For every entry, output the exact wording.

Stored records
⁂

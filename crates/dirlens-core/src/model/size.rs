//! Size formatting utilities — human-readable byte counts.
//!
//! All internal sizes are `u64` bytes. Floating point is only used at the
//! display-formatting boundary.

/// Format a byte count with the nearest binary unit, using up to two
/// decimals and trimming trailing zeros: "512 B", "1.5 KB", "2 GB".
///
/// Binary units (1 KB = 1024 B) with common short labels, because that is
/// what users expect in a disk tool.
pub fn format_size(bytes: u64) -> String {
    const UNITS: [&str; 5] = ["B", "KB", "MB", "GB", "TB"];

    let mut size = bytes as f64;
    let mut order = 0;
    while size >= 1024.0 && order < UNITS.len() - 1 {
        size /= 1024.0;
        order += 1;
    }

    if order == 0 {
        return format!("{bytes} B");
    }

    let rounded = format!("{size:.2}");
    let trimmed = rounded.trim_end_matches('0').trim_end_matches('.');
    format!("{trimmed} {}", UNITS[order])
}

#[cfg(test)]
mod tests {
    use super::*;

    #[test]
    fn bytes_stay_unscaled() {
        assert_eq!(format_size(0), "0 B");
        assert_eq!(format_size(512), "512 B");
        assert_eq!(format_size(1023), "1023 B");
    }

    #[test]
    fn kilobytes() {
        assert_eq!(format_size(1024), "1 KB");
        assert_eq!(format_size(1536), "1.5 KB");
        assert_eq!(format_size(1792), "1.75 KB");
    }

    #[test]
    fn megabytes() {
        assert_eq!(format_size(1_048_576), "1 MB");
        assert_eq!(format_size(2_621_440), "2.5 MB");
    }

    #[test]
    fn gigabytes_and_terabytes() {
        assert_eq!(format_size(1_073_741_824), "1 GB");
        assert_eq!(format_size(1_099_511_627_776), "1 TB");
    }

    /// Values beyond the last unit keep scaling in TB rather than panicking.
    #[test]
    fn petabyte_range_stays_in_tb() {
        assert_eq!(format_size(1_099_511_627_776 * 2048), "2048 TB");
    }
}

⁂

### Exercise result
filename crates/dirlens-core/src/model/size.rs
//! Size formatting utilities — human-readable byte counts.
//!
//! All internal sizes are `u64` bytes. Floating point is only used at the
//! display-formatting boundary.

/// Format a byte count with the nearest binary unit, using up to two
/// decimals and trimming trailing zeros: "512 B", "1.5 KB", "2 GB".
///
/// Binary units (1 KB = 1024 B) with common short labels, because that is
/// what users expect in a disk tool.
pub fn format_size(bytes: u64) -> String {
    const UNITS: [&str; 5] = ["B", "KB", "MB", "GB", "TB"];

    let mut size = bytes as f64;
    let mut order = 0;
    while size >= 1024.0 && order < UNITS.len() - 1 {
        size /= 1024.0;
        order += 1;
    }

    if order == 0 {
        return format!("{bytes} B");
    }

    let rounded = format!("{size:.2}");
    let trimmed = rounded.trim_end_matches('0').trim_end_matches('.');
    format!("{trimmed} {}", UNITS[order])
}

#[cfg(test)]
mod tests {
    use super::*;

    #[test]
    fn bytes_stay_unscaled() {
        assert_eq!(format_size(0), "0 B");
        assert_eq!(format_size(512), "512 B");
        assert_eq!(format_size(1023), "1023 B");
    }

    #[test]
    fn kilobytes() {
        assert_eq!(format_size(1024), "1 KB");
        assert_eq!(format_size(1536), "1.5 KB");
        assert_eq!(format_size(1792), "1.75 KB");
    }

    #[test]
    fn megabytes() {
        assert_eq!(format_size(1_048_576), "1 MB");
        assert_eq!(format_size(2_621_440), "2.5 MB");
    }

    #[test]
    fn gigabytes_and_terabytes() {
        assert_eq!(format_size(1_073_741_824), "1 GB");
        assert_eq!(format_size(1_099_511_627_776), "1 TB");
    }

    /// Values beyond the last unit keep scaling in TB rather than panicking.
    #[test]
    fn petabyte_range_stays_in_tb() {
        assert_eq!(format_size(1_099_511_627_776 * 2048), "2048 TB");
    }
}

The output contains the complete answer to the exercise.